*YOUR ASSIGNMENT*. The reply must reproduce each line below exactly.

(Saved entries)
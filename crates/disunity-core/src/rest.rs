//! The outbound REST seam.
//!
//! Once an interaction has been acknowledged, further messages are sent
//! through the platform's REST API. The framework only depends on the
//! [`RestClient`] trait; the HTTP implementation lives in
//! `disunity-transport`.

use std::fmt;

use async_trait::async_trait;
use serde_json::Value;

use crate::error::TransportResult;

/// HTTP method of a REST call.
#[derive(Debug, Clone, Copy, PartialEq, Eq, Hash)]
pub enum HttpMethod {
    Get,
    Post,
    Patch,
    Put,
    Delete,
}

impl HttpMethod {
    /// Returns the method name in upper case.
    pub fn as_str(self) -> &'static str {
        match self {
            Self::Get => "GET",
            Self::Post => "POST",
            Self::Patch => "PATCH",
            Self::Put => "PUT",
            Self::Delete => "DELETE",
        }
    }
}

impl fmt::Display for HttpMethod {
    fn fmt(&self, f: &mut fmt::Formatter<'_>) -> fmt::Result {
        f.write_str(self.as_str())
    }
}

/// A file uploaded alongside a message.
#[derive(Clone, PartialEq, Eq)]
pub struct Attachment {
    /// File name shown in the client.
    pub filename: String,
    /// Raw file content.
    pub content: Vec<u8>,
    /// Alt text.
    pub description: Option<String>,
}

impl Attachment {
    /// Creates an attachment from a file name and its content.
    pub fn new(filename: impl Into<String>, content: impl Into<Vec<u8>>) -> Self {
        Self {
            filename: filename.into(),
            content: content.into(),
            description: None,
        }
    }

    /// Sets the alt text.
    pub fn description(mut self, description: impl Into<String>) -> Self {
        self.description = Some(description.into());
        self
    }
}

impl fmt::Debug for Attachment {
    fn fmt(&self, f: &mut fmt::Formatter<'_>) -> fmt::Result {
        f.debug_struct("Attachment")
            .field("filename", &self.filename)
            .field("size", &self.content.len())
            .field("description", &self.description)
            .finish()
    }
}

/// A client for the platform's REST API.
///
/// `route` is either relative to the API base (`webhooks/{app}/{token}`) or
/// an absolute URL. Implementations send `body` as JSON, or as a multipart
/// form when `files` is non-empty, and return the decoded response body
/// (`Value::Null` for empty responses).
#[async_trait]
pub trait RestClient: Send + Sync {
    async fn request(
        &self,
        method: HttpMethod,
        route: &str,
        body: Option<Value>,
        files: Vec<Attachment>,
    ) -> TransportResult<Value>;

    /// Returns `true` when requests are authorized with a bot token, which
    /// `channels/...` routes require.
    fn has_bot_token(&self) -> bool {
        false
    }
}
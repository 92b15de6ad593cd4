//! Handler system for the Disunity framework.
//!
//! Callbacks are plain async functions. Any function taking up to eight
//! parameters that implement [`FromContext`] and returning a type that
//! implements [`IntoCallbackResult`] is a [`Handler`]:
//!
//! ```rust,ignore
//! use disunity_framework::{Invoker, Options};
//!
//! // No parameters, no response body
//! async fn noop() {}
//!
//! // Reply with a message
//! async fn greet(Invoker(user): Invoker) -> String {
//!     format!("Hello, {}!", user.display_name())
//! }
//!
//! // Fallible handler
//! async fn sum(Options(options): Options) -> anyhow::Result<String> {
//!     let total: i64 = options.iter().filter_map(|o| o.value.as_ref()?.as_i64()).sum();
//!     Ok(total.to_string())
//! }
//! ```

use std::fmt::Display;
use std::sync::Arc;

use async_trait::async_trait;
use futures::future::BoxFuture;

use disunity_core::{InteractionResponse, MessageBody};

use crate::context::InteractionContext;
use crate::error::CallbackError;
use crate::extractor::FromContext;

/// The outcome of one handler invocation.
///
/// `Ok(None)` means the handler produced no response body.
pub type CallbackResult = Result<Option<InteractionResponse>, CallbackError>;

// ============================================================================
// IntoCallbackResult - Handler return values
// ============================================================================

/// A trait for types that can be returned from handlers.
pub trait IntoCallbackResult: Send {
    /// Converts this value into a callback result.
    fn into_callback_result(self) -> CallbackResult;
}

/// No response body.
impl IntoCallbackResult for () {
    fn into_callback_result(self) -> CallbackResult {
        Ok(None)
    }
}

impl IntoCallbackResult for InteractionResponse {
    fn into_callback_result(self) -> CallbackResult {
        Ok(Some(self))
    }
}

/// Responds with a channel message.
impl IntoCallbackResult for MessageBody {
    fn into_callback_result(self) -> CallbackResult {
        Ok(Some(InteractionResponse::message(self)))
    }
}

/// Responds with a plain text channel message.
impl IntoCallbackResult for String {
    fn into_callback_result(self) -> CallbackResult {
        Ok(Some(InteractionResponse::message(self)))
    }
}

impl IntoCallbackResult for &'static str {
    fn into_callback_result(self) -> CallbackResult {
        Ok(Some(InteractionResponse::message(self)))
    }
}

/// On `Some`, the inner value is converted. On `None`, there is no body.
impl<T: IntoCallbackResult> IntoCallbackResult for Option<T> {
    fn into_callback_result(self) -> CallbackResult {
        match self {
            Some(t) => t.into_callback_result(),
            None => Ok(None),
        }
    }
}

/// On `Err`, the error is turned into [`CallbackError::Failed`].
impl<T: IntoCallbackResult, E: Display + Send> IntoCallbackResult for Result<T, E> {
    fn into_callback_result(self) -> CallbackResult {
        match self {
            Ok(t) => t.into_callback_result(),
            Err(e) => Err(CallbackError::Failed(e.to_string())),
        }
    }
}

// ============================================================================
// Handler Trait
// ============================================================================

/// The core trait for interaction handlers.
///
/// Implemented for async functions of up to eight [`FromContext`]
/// parameters. The type parameter `T` is the tuple of parameter types and
/// only exists to keep the blanket implementations apart.
#[async_trait]
pub trait Handler<T>: Clone + Send + Sync + 'static {
    /// Calls the handler with the given context.
    async fn call(self, ctx: Arc<InteractionContext>) -> CallbackResult;
}

/// A type-erased handler stored in a descriptor.
pub type BoxedCallback =
    Arc<dyn Fn(Arc<InteractionContext>) -> BoxFuture<'static, CallbackResult> + Send + Sync>;

/// Converts a handler function into a boxed callback.
pub fn into_callback<F, T>(f: F) -> BoxedCallback
where
    F: Handler<T>,
    T: 'static,
{
    Arc::new(move |ctx| f.clone().call(ctx))
}

// ============================================================================
// Handler implementations for functions
// ============================================================================

macro_rules! impl_handler {
    (
        $($ty:ident),*
    ) => {
        #[allow(non_snake_case, unused_variables)]
        #[async_trait]
        impl<F, Fut, Res, $($ty,)*> Handler<($($ty,)*)> for F
        where
            F: FnOnce($($ty,)*) -> Fut + Clone + Send + Sync + 'static,
            Fut: Future<Output = Res> + Send + 'static,
            Res: IntoCallbackResult + 'static,
            $( $ty: FromContext + Send + 'static, )*
        {
            async fn call(self, ctx: Arc<InteractionContext>) -> CallbackResult {
                $(
                    let $ty = $ty::from_context(&ctx)?;
                )*

                (self)($($ty,)*).await.into_callback_result()
            }
        }
    };
}

impl_handler!();
impl_handler!(T1);
impl_handler!(T1, T2);
impl_handler!(T1, T2, T3);
impl_handler!(T1, T2, T3, T4);
impl_handler!(T1, T2, T3, T4, T5);
impl_handler!(T1, T2, T3, T4, T5, T6);
impl_handler!(T1, T2, T3, T4, T5, T6, T7);
impl_handler!(T1, T2, T3, T4, T5, T6, T7, T8);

*RESULT*.
filename crates/disunity-core/src/rest.rs
//! The outbound REST seam.
//!
//! Once an interaction has been acknowledged, further messages are sent
//! through the platform's REST API. The framework only depends on the
//! [`RestClient`] trait; the HTTP implementation lives in
//! `disunity-transport`.

use std::fmt;

use async_trait::async_trait;
use serde_json::Value;

use crate::error::TransportResult;

/// HTTP method of a REST call.
#[derive(Debug, Clone, Copy, PartialEq, Eq, Hash)]
pub enum HttpMethod {
    Get,
    Post,
    Patch,
    Put,
    Delete,
}

impl HttpMethod {
    /// Returns the method name in upper case.
    pub fn as_str(self) -> &'static str {
        match self {
            Self::Get => "GET",
            Self::Post => "POST",
            Self::Patch => "PATCH",
            Self::Put => "PUT",
            Self::Delete => "DELETE",
        }
    }
}

impl fmt::Display for HttpMethod {
    fn fmt(&self, f: &mut fmt::Formatter<'_>) -> fmt::Result {
        f.write_str(self.as_str())
    }
}

/// A file uploaded alongside a message.
#[derive(Clone, PartialEq, Eq)]
pub struct Attachment {
    /// File name shown in the client.
    pub filename: String,
    /// Raw file content.
    pub content: Vec<u8>,
    /// Alt text.
    pub description: Option<String>,
}

impl Attachment {
    /// Creates an attachment from a file name and its content.
    pub fn new(filename: impl Into<String>, content: impl Into<Vec<u8>>) -> Self {
        Self {
            filename: filename.into(),
            content: content.into(),
            description: None,
        }
    }

    /// Sets the alt text.
    pub fn description(mut self, description: impl Into<String>) -> Self {
        self.description = Some(description.into());
        self
    }
}

impl fmt::Debug for Attachment {
    fn fmt(&self, f: &mut fmt::Formatter<'_>) -> fmt::Result {
        f.debug_struct("Attachment")
            .field("filename", &self.filename)
            .field("size", &self.content.len())
            .field("description", &self.description)
            .finish()
    }
}

/// A client for the platform's REST API.
///
/// `route` is either relative to the API base (`webhooks/{app}/{token}`) or
/// an absolute URL. Implementations send `body` as JSON, or as a multipart
/// form when `files` is non-empty, and return the decoded response body
/// (`Value::Null` for empty responses).
#[async_trait]
pub trait RestClient: Send + Sync {
    async fn request(
        &self,
        method: HttpMethod,
        route: &str,
        body: Option<Value>,
        files: Vec<Attachment>,
    ) -> TransportResult<Value>;

    /// Returns `true` when requests are authorized with a bot token, which
    /// `channels/...` routes require.
    fn has_bot_token(&self) -> bool {
        false
    }
}
repository 92b15de6ad593cd4
//! Handler system for the Disunity framework.
//!
//! Callbacks are plain async functions. Any function taking up to eight
//! parameters that implement [`FromContext`] and returning a type that
//! implements [`IntoCallbackResult`] is a [`Handler`]:
//!
//! ```rust,ignore
//! use disunity_framework::{Invoker, Options};
//!
//! // No parameters, no response body
//! async fn noop() {}
//!
//! // Reply with a message
//! async fn greet(Invoker(user): Invoker) -> String {
//!     format!("Hello, {}!", user.display_name())
//! }
//!
//! // Fallible handler
//! async fn sum(Options(options): Options) -> anyhow::Result<String> {
//!     let total: i64 = options.iter().filter_map(|o| o.value.as_ref()?.as_i64()).sum();
//!     Ok(total.to_string())
//! }
//! ```

use std::fmt::Display;
use std::sync::Arc;

use async_trait::async_trait;
use futures::future::BoxFuture;

use disunity_core::{InteractionResponse, MessageBody};

use crate::context::InteractionContext;
use crate::error::CallbackError;
use crate::extractor::FromContext;

/// The outcome of one handler invocation.
///
/// `Ok(None)` means the handler produced no response body.
pub type CallbackResult = Result<Option<InteractionResponse>, CallbackError>;

// ============================================================================
// IntoCallbackResult - Handler return values
// ============================================================================

/// A trait for types that can be returned from handlers.
pub trait IntoCallbackResult: Send {
    /// Converts this value into a callback result.
    fn into_callback_result(self) -> CallbackResult;
}

/// No response body.
impl IntoCallbackResult for () {
    fn into_callback_result(self) -> CallbackResult {
        Ok(None)
    }
}

impl IntoCallbackResult for InteractionResponse {
    fn into_callback_result(self) -> CallbackResult {
        Ok(Some(self))
    }
}

/// Responds with a channel message.
impl IntoCallbackResult for MessageBody {
    fn into_callback_result(self) -> CallbackResult {
        Ok(Some(InteractionResponse::message(self)))
    }
}

/// Responds with a plain text channel message.
impl IntoCallbackResult for String {
    fn into_callback_result(self) -> CallbackResult {
        Ok(Some(InteractionResponse::message(self)))
    }
}

impl IntoCallbackResult for &'static str {
    fn into_callback_result(self) -> CallbackResult {
        Ok(Some(InteractionResponse::message(self)))
    }
}

/// On `Some`, the inner value is converted. On `None`, there is no body.
impl<T: IntoCallbackResult> IntoCallbackResult for Option<T> {
    fn into_callback_result(self) -> CallbackResult {
        match self {
            Some(t) => t.into_callback_result(),
            None => Ok(None),
        }
    }
}

/// On `Err`, the error is turned into [`CallbackError::Failed`].
impl<T: IntoCallbackResult, E: Display + Send> IntoCallbackResult for Result<T, E> {
    fn into_callback_result(self) -> CallbackResult {
        match self {
            Ok(t) => t.into_callback_result(),
            Err(e) => Err(CallbackError::Failed(e.to_string())),
        }
    }
}

// ============================================================================
// Handler Trait
// ============================================================================

/// The core trait for interaction handlers.
///
/// Implemented for async functions of up to eight [`FromContext`]
/// parameters. The type parameter `T` is the tuple of parameter types and
/// only exists to keep the blanket implementations apart.
#[async_trait]
pub trait Handler<T>: Clone + Send + Sync + 'static {
    /// Calls the handler with the given context.
    async fn call(self, ctx: Arc<InteractionContext>) -> CallbackResult;
}

/// A type-erased handler stored in a descriptor.
pub type BoxedCallback =
    Arc<dyn Fn(Arc<InteractionContext>) -> BoxFuture<'static, CallbackResult> + Send + Sync>;

/// Converts a handler function into a boxed callback.
pub fn into_callback<F, T>(f: F) -> BoxedCallback
where
    F: Handler<T>,
    T: 'static,
{
    Arc::new(move |ctx| f.clone().call(ctx))
}

// ============================================================================
// Handler implementations for functions
// ============================================================================

macro_rules! impl_handler {
    (
        $($ty:ident),*
    ) => {
        #[allow(non_snake_case, unused_variables)]
        #[async_trait]
        impl<F, Fut, Res, $($ty,)*> Handler<($($ty,)*)> for F
        where
            F: FnOnce($($ty,)*) -> Fut + Clone + Send + Sync + 'static,
            Fut: Future<Output = Res> + Send + 'static,
            Res: IntoCallbackResult + 'static,
            $( $ty: FromContext + Send + 'static, )*
        {
            async fn call(self, ctx: Arc<InteractionContext>) -> CallbackResult {
                $(
                    let $ty = $ty::from_context(&ctx)?;
                )*

                (self)($($ty,)*).await.into_callback_result()
            }
        }
    };
}

impl_handler!();
impl_handler!(T1);
impl_handler!(T1, T2);
impl_handler!(T1, T2, T3);
impl_handler!(T1, T2, T3, T4);
impl_handler!(T1, T2, T3, T4, T5);
impl_handler!(T1, T2, T3, T4, T5, T6);
impl_handler!(T1, T2, T3, T4, T5, T6, T7);
impl_handler!(T1, T2, T3, T4, T5, T6, T7, T8);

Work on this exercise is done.